= Scientology in Egypt =

Scientology in Egypt has no official presence because non-monotheistic religions are not recognized in Egypt. The Church of Scientology has claimed that Egypt is one of the "countries in which Dianetics and Scientology services are ministered", but there are no known membership statistics available. In 2002, two Scientologists were detained by Egyptian authorities under the charges of "contempt of religion". As of 2010, books authored by Scientology founder L. Ron Hubbard and printed by the Church of Scientology for its front groups were being distributed in Egypt—even bearing the approval of Al-Azhar, the highest Sunni learning institution in the Muslim world. Narconon, an organization that promotes Hubbard's drug abuse treatment, has a branch in Ismailia Governorate called "Narconon Egypt".

== Detention of two members ==
On December 24, 2001, Egyptian authorities arrested two members of the Church of Scientology: Mahmoud Massarwa, a 28-year-old Israeli citizen of Palestinian origin, and his Palestinian wife Wafaa Ahmad. They were charged with "contempt of religion" and were accused of trying to establish a branch in Egypt and harm the country's two main religions "with the aim of sparking riots". Two months later, a court extended their custody for 30 days to allow further police questioning, adding that they have confessed to have come to Egypt in order to spread their doctrine. Human rights director of the Church of Scientology, Leisa Goodman, denied these claims on behalf of the Church (Note: Use of "Church" or "the Church" is a common shortened form of "Church of Scientology"; see The Church (Scientology).) and said that the couple was in the country representing the Italian branch of New Era Publications, a firm that publishes the works of L. Ron Hubbard, to promote Hubbard's book Dianetics: The Modern Science of Mental Health, stressing that the authorities had allowed the book's entry to Egypt. "We are greatly concerned at their prolonged detention, which appears to be a violation of their right to freedom of expression," Goodman said. The two were finally released the next month and the court ruled that condemning people for adopting new ideas is a violation of human rights.

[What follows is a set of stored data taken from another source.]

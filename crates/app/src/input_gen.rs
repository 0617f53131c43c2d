//! Synthetic channel traffic for testing.
//!
//! When no trace file is given, we generate radio traffic for each node with
//! a mix of everything the packet monitor has to tell apart.
//!
//! # Design
//!
//! Every generated frame goes on the air as:
//! - One noise byte
//! - One to four preamble marker bytes
//! - The group byte
//! - An envelope
//!
//! except acknowledgements, which are three bare bytes. Bytes are spaced one
//! transfer time apart and frames are separated by idle gaps longer than the
//! inter-packet time, so each generated frame seals as exactly one packet.

use crate::trace::NodeTraces;
use rand::{Rng, SeedableRng};
use rand_chacha::ChaCha8Rng;
use sosmon_core::channel::{ChannelEvent, ChannelTiming, Direction};
use sosmon_core::envelope::Envelope;
use sosmon_core::frame::PREAMBLE_MARKERS;
use sosmon_core::protocol::{MSG_BEACON_PKT, MSG_TR_DATA_PKT, TREE_ROUTING_PID};
use tracing::debug;

/// Group id byte sent after the preamble.
pub const GROUP_ID: u8 = 0x7E;

/// Module ids used for generic traffic (none of them is a preamble marker).
const GENERIC_MODULES: [u8; 5] = [10, 17, 64, 128, 144];

/// Broadcast address used by beacons.
const BROADCAST_ADDR: u16 = 0xFFFF;

/// What a generated frame carries.
#[derive(Debug, Clone, Copy, PartialEq, Eq)]
pub enum FrameKind {
    Beacon,
    TreeData,
    Generic,
    Ack,
    /// Header declares more payload than is sent
    Corrupted,
}

/// One generated frame and its byte events.
#[derive(Debug, Clone)]
pub struct GeneratedFrame {
    pub kind: FrameKind,
    pub events: Vec<ChannelEvent>,
}

/// Generate `frames` frames of traffic for one node.
///
/// # Arguments
/// - `seed`: random seed for determinism (mixed with the node id)
/// - `node`: node id, used as the source address
/// - `frames`: number of frames
/// - `timing`: channel rate that spaces the bytes
pub fn generate_node_frames(
    seed: u64,
    node: u32,
    frames: usize,
    timing: ChannelTiming,
) -> Vec<GeneratedFrame> {
    let mut rng = ChaCha8Rng::seed_from_u64(seed ^ (u64::from(node) << 32));
    let byte_time = timing.transfer_time_per_byte();
    let mut time = rng.gen_range(0..=timing.inter_packet_time());
    let mut seqno: u16 = rng.gen();

    let mut generated = Vec::with_capacity(frames);
    for _ in 0..frames {
        let kind = match rng.gen_range(0..10) {
            // 30% beacons
            0..=2 => FrameKind::Beacon,
            // 20% tree routing data
            3..=4 => FrameKind::TreeData,
            // 20% other modules
            5..=6 => FrameKind::Generic,
            // 20% acknowledgements
            7..=8 => FrameKind::Ack,
            // 10% corrupted
            _ => FrameKind::Corrupted,
        };
        seqno = seqno.wrapping_add(1);

        let bytes = match kind {
            FrameKind::Ack => rng.gen::<[u8; 3]>().to_vec(),
            _ => {
                let envelope = envelope(&mut rng, kind, node, seqno);
                on_air(&mut rng, &envelope)
            }
        };
        let direction = if rng.gen_bool(0.5) {
            Direction::Transmit
        } else {
            Direction::Receive
        };

        let events = bytes
            .iter()
            .enumerate()
            .map(|(i, &byte)| ChannelEvent::new(byte, time + i as u64 * byte_time, direction))
            .collect::<Vec<_>>();

        // Strictly longer than the inter-packet time after the last byte
        let last = time + (bytes.len() as u64 - 1) * byte_time;
        time = last + timing.inter_packet_time() + 1 + rng.gen_range(0..=10 * byte_time);

        generated.push(GeneratedFrame { kind, events });
    }

    generated
}

/// Generate traffic for nodes `0..nodes`.
pub fn generate_traces(seed: u64, nodes: u32, frames: usize, timing: ChannelTiming) -> NodeTraces {
    (0..nodes)
        .map(|node| {
            let generated = generate_node_frames(seed, node, frames, timing);
            let count = |kind: FrameKind| generated.iter().filter(|f| f.kind == kind).count();
            debug!(
                node,
                beacons = count(FrameKind::Beacon),
                tree_data = count(FrameKind::TreeData),
                generic = count(FrameKind::Generic),
                acks = count(FrameKind::Ack),
                corrupted = count(FrameKind::Corrupted),
                "generated traffic"
            );

            let events = generated.into_iter().flat_map(|f| f.events).collect();
            (node, events)
        })
        .collect()
}

/// Envelope bytes for a non-acknowledgement frame.
fn envelope(rng: &mut ChaCha8Rng, kind: FrameKind, node: u32, seqno: u16) -> Vec<u8> {
    let src_addr = node as u16;
    match kind {
        FrameKind::Beacon => {
            let mut payload = Vec::with_capacity(6);
            payload.extend_from_slice(&seqno.to_le_bytes());
            payload.extend_from_slice(&rng.gen_range(0u16..16).to_le_bytes());
            payload.push(rng.gen_range(0..8));
            payload.push(rng.gen_range(0..16));
            Envelope::encode(
                TREE_ROUTING_PID,
                TREE_ROUTING_PID,
                BROADCAST_ADDR,
                src_addr,
                MSG_BEACON_PKT,
                &payload,
            )
        }
        FrameKind::TreeData => {
            let mut payload = Vec::with_capacity(10);
            payload.extend_from_slice(&rng.gen_range(0u16..16).to_le_bytes());
            payload.extend_from_slice(&seqno.to_le_bytes());
            payload.push(rng.gen_range(0..8));
            payload.push(rng.gen_range(0..8));
            payload.push(GENERIC_MODULES[rng.gen_range(0..GENERIC_MODULES.len())]);
            payload.push(0);
            payload.extend_from_slice(&rng.gen_range(0u16..16).to_le_bytes());
            Envelope::encode(
                TREE_ROUTING_PID,
                TREE_ROUTING_PID,
                rng.gen_range(0..16),
                src_addr,
                MSG_TR_DATA_PKT,
                &payload,
            )
        }
        FrameKind::Generic | FrameKind::Corrupted => {
            let payload: Vec<u8> = (0..rng.gen_range(0..12)).map(|_| rng.gen()).collect();
            let mut bytes = Envelope::encode(
                GENERIC_MODULES[rng.gen_range(0..GENERIC_MODULES.len())],
                GENERIC_MODULES[rng.gen_range(0..GENERIC_MODULES.len())],
                rng.gen_range(0..16),
                src_addr,
                rng.gen_range(1..32),
                &payload,
            );
            if kind == FrameKind::Corrupted {
                // Declare more than is sent
                bytes[7] = bytes[7].saturating_add(rng.gen_range(1..8));
            }
            bytes
        }
        FrameKind::Ack => Vec::new(),
    }
}

/// Wrap envelope bytes in noise, preamble and group byte.
fn on_air(rng: &mut ChaCha8Rng, envelope: &[u8]) -> Vec<u8> {
    let mut bytes = Vec::with_capacity(envelope.len() + 6);
    bytes.push(rng.gen());
    for _ in 0..rng.gen_range(1..=4) {
        bytes.push(PREAMBLE_MARKERS[rng.gen_range(0..PREAMBLE_MARKERS.len())]);
    }
    bytes.push(GROUP_ID);
    bytes.extend_from_slice(envelope);
    bytes
}

#[cfg(test)]
mod tests {
    use super::*;
    use sosmon_core::monitor::{MonitorOptions, PacketMonitor};
    use sosmon_core::report::OutputSink;

    fn timing() -> ChannelTiming {
        ChannelTiming::new(50).unwrap()
    }

    #[test]
    fn test_determinism() {
        let a = generate_traces(12345, 3, 20, timing());
        let b = generate_traces(12345, 3, 20, timing());
        assert_eq!(a, b);
    }

    #[test]
    fn test_different_seeds() {
        let a = generate_traces(1, 1, 20, timing());
        let b = generate_traces(2, 1, 20, timing());
        assert_ne!(a, b);
    }

    #[test]
    fn test_nodes_get_distinct_traffic() {
        let traces = generate_traces(7, 2, 20, timing());
        assert_eq!(traces.len(), 2);
        assert_ne!(traces[&0], traces[&1]);
    }

    #[test]
    fn test_timestamps_never_go_backwards() {
        for events in generate_traces(99, 3, 50, timing()).values() {
            assert!(events.windows(2).all(|w| w[0].timestamp < w[1].timestamp));
        }
    }

    #[test]
    fn test_monitor_sees_every_generated_frame() {
        for seed in 0..10 {
            let frames = generate_node_frames(seed, 4, 40, timing());
            let expect = |kind: FrameKind| frames.iter().filter(|f| f.kind == kind).count() as u64;

            let (sink, _output) = OutputSink::capture();
            let options = MonitorOptions {
                timing: timing(),
                ..MonitorOptions::default()
            };
            let mut monitor = PacketMonitor::new(4, options, sink);
            for frame in &frames {
                for &event in &frame.events {
                    monitor.on_event(event).unwrap();
                }
            }
            monitor.finish().unwrap();

            let counters = monitor.counters();
            assert_eq!(counters.total_packets(), 40);
            assert_eq!(counters.acks, expect(FrameKind::Ack));
            assert_eq!(counters.corrupted, expect(FrameKind::Corrupted));
            assert_eq!(
                counters.tree_routing,
                expect(FrameKind::Beacon) + expect(FrameKind::TreeData)
            );
        }
    }
}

==Scientology books in Egypt==
Arabic-language translations of books by L. Ron Hubbard, such as Dianetics: The Modern Science of Mental Health and The Way to Happiness, have been sold in several book stores in Egypt and were made available at the annual Cairo International Book Fair. The books bore the approval stamp of Al-Azhar, the Muslim world's highest Sunni learning institution. They were printed in Denmark, both in English and Arabic, and shipped to Egypt by New Era Publications. Professor Ahmed Abdel Khalek of Al-Azhar University, who had served as chief-of-staff and translator to the Grand Imam of al-Azhar, said that he had no objections to the approval of the books unless they violated "morality and traditions". "We should be open-minded and listen to the other. After all, if I disagree with something in a book, I should write a rebuttal," he said. New Era Publications' public relations office said that Al-Azhar's approval was essential and insisted that there was nothing religious about the books.

==Narconon==
Narconon Egypt is a drug abuse treatment center based in Ismailia Governorate, previously in Fayoum. It is a branch of the Narconon organization, a Scientology front group that promotes L. Ron Hubbard's unscientific methods of detoxifying the body. In 2010, Narconon Egypt's executive director Mohamed Nour Salah said there was no connection between Narconon Egypt and the Church of Scientology, and stressed that it was a non-profit organization and that none of the staff were Scientologists. Nevertheless, Narconon Egypt's website mentions Hubbard's work as an inspiration for its founding.